Endings: "Call off," "close down," "drop by," "lash out," "own up" and "take after" are among the entries in "The American Heritage Dictionary of Phrasal Verbs" (Houghton Mifflin, 480 pages, $19.95). The AHD editors have also published the third edition of "The American Heritage Dictionary of Abbreviations" (Houghton Mifflin, 294 pages, $6.95). The book's 20,000-plus entries come from sources such as classified ads, business memos, shortwave radio, and text messaging, and range from "ALLSA," for the Allergy Society of South Africa, to "ZRL," for "zero risk level." ... Oak Park-based Marion Street Press has issued a new breed of thesaurus with a snooty name: "The Thinker's Thesaurus: Sophisticated Alternatives to Common Words" (Marion Street Press, 460 pages, $29.95), by Peter Meltzer. The book aims to "offer interesting (rather than mundane) words as synonyms, and ... explain them so the reader would not be embarrassed by using the synonym incorrectly." The entry for "incontrovertible," for instance, suggests "apodictic," with a paragraph-long explanation of its precise meaning, and a recent example from a newspaper.
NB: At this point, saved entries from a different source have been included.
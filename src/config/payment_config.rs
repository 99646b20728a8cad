//! # Payment Configuration Module
//!
//! 결제 프로바이더(Stripe Checkout) 연동 설정을 관리합니다.
//! 결제 자체는 전적으로 프로바이더에 위임하며, 백엔드는 Checkout Session
//! 생성과 결제 완료 웹훅 처리만 담당합니다.

use std::env;

use crate::config::Environment;

/// Stripe Checkout 설정
pub struct StripeConfig;

impl StripeConfig {
    /// Stripe 비밀키를 반환합니다.
    ///
    /// # Panics
    ///
    /// 프로덕션 환경에서 `STRIPE_SECRET_KEY`가 설정되지 않은 경우 패닉이 발생합니다.
    pub fn secret_key() -> String {
        env::var("STRIPE_SECRET_KEY").unwrap_or_else(|_| {
            if Environment::current().is_production() {
                panic!("STRIPE_SECRET_KEY must be set in production");
            }
            log::warn!("STRIPE_SECRET_KEY not set, using test placeholder");
            "sk_test_placeholder".to_string()
        })
    }

    /// Stripe REST API 베이스 URL (기본값: https://api.stripe.com/v1)
    ///
    /// 테스트에서 목 서버를 가리키도록 오버라이드할 수 있습니다.
    pub fn api_base() -> String {
        env::var("STRIPE_API_BASE").unwrap_or_else(|_| "https://api.stripe.com/v1".to_string())
    }

    /// 결제 통화 (기본값: usd)
    pub fn currency() -> String {
        env::var("STRIPE_CURRENCY").unwrap_or_else(|_| "usd".to_string())
    }
}

/// 프론트엔드 기본 URL 설정
///
/// 결제 성공/취소 리다이렉트 URL과 메일 내 링크를 구성할 때 사용됩니다.
pub struct FrontendConfig;

impl FrontendConfig {
    /// 프론트엔드 베이스 URL (기본값: http://localhost:3000)
    pub fn base_url() -> String {
        env::var("FRONTEND_BASE_URL").unwrap_or_else(|_| "http://localhost:3000".to_string())
    }
}
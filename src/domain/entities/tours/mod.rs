//! 투어 엔티티 모듈

pub mod tour;

pub use tour::*;
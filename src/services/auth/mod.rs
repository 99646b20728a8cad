//! # 인증 서비스 모듈
//!
//! JWT 토큰 발급/검증과 회원가입/로그인/비밀번호 관리 로직을 제공합니다.

pub mod token_service;
pub mod auth_service;

pub use token_service::*;
pub use auth_service::*;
While many alternatives will be too obscure for you to drop into dinner-party conversation ("perfervid" instead of "impassioned"? "antediluvian" instead of "outdated"?), one of the most distinctive features of the book is its use of proper names as synonyms, such as "Micawber" (a Dickens character) for "optimist," and "between Scylla and Charybdis" for "in a predicament." Marion Street Press, which specializes in writing guides, has also released "The Wrong Word Dictionary: 2,000 Most Commonly Confused Words" (Marion Street Press, 237 pages, $14.95).